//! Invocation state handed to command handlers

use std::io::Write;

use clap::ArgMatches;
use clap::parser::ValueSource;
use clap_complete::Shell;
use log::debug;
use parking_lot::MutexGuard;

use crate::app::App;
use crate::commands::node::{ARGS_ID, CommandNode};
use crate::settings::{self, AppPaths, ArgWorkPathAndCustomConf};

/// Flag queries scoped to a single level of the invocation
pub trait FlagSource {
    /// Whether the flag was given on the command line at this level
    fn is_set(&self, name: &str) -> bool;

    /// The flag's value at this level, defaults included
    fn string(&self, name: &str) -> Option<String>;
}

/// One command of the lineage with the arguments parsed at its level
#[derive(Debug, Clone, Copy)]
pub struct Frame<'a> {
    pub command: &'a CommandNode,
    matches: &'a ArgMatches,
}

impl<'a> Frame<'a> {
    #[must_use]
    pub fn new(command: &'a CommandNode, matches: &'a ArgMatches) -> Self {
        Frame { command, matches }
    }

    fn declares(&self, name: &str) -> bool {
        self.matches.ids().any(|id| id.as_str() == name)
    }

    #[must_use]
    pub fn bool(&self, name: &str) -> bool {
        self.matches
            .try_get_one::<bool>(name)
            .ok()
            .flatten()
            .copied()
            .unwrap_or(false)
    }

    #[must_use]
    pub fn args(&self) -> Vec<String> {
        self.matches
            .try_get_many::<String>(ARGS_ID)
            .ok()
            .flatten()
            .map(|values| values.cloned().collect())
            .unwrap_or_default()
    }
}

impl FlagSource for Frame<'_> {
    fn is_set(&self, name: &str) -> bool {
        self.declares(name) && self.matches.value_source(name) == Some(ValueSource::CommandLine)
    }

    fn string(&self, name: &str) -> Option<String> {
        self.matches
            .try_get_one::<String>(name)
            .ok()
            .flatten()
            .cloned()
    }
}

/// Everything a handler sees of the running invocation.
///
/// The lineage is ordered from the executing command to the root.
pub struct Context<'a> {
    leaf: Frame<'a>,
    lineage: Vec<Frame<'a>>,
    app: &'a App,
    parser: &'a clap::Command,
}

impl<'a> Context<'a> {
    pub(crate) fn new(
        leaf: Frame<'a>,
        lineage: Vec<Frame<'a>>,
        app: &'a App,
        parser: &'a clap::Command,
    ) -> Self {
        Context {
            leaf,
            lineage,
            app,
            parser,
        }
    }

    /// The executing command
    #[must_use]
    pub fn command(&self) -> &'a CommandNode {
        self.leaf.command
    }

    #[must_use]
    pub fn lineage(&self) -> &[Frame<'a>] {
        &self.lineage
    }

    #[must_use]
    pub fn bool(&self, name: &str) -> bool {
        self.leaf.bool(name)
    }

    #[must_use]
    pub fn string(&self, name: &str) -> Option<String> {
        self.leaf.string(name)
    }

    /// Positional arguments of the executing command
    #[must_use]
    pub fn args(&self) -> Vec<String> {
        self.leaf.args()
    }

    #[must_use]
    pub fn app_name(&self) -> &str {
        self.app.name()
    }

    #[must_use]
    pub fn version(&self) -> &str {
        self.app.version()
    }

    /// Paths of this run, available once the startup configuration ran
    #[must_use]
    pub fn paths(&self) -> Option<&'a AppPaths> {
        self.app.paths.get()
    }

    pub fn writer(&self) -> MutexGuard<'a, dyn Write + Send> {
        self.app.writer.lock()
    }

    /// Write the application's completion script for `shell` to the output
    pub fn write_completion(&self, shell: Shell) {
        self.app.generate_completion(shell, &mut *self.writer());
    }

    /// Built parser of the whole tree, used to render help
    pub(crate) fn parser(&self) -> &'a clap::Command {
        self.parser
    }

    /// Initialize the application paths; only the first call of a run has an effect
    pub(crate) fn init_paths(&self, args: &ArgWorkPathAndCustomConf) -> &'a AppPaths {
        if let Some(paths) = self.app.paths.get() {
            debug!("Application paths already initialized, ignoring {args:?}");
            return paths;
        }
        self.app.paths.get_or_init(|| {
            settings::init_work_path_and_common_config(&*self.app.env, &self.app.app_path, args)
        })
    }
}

■ Directions ■
In the entries above, find each line containing the string "FlagSource" and copy it.

■ Response to this task ■
pub trait FlagSource {
impl FlagSource for Frame<'_> {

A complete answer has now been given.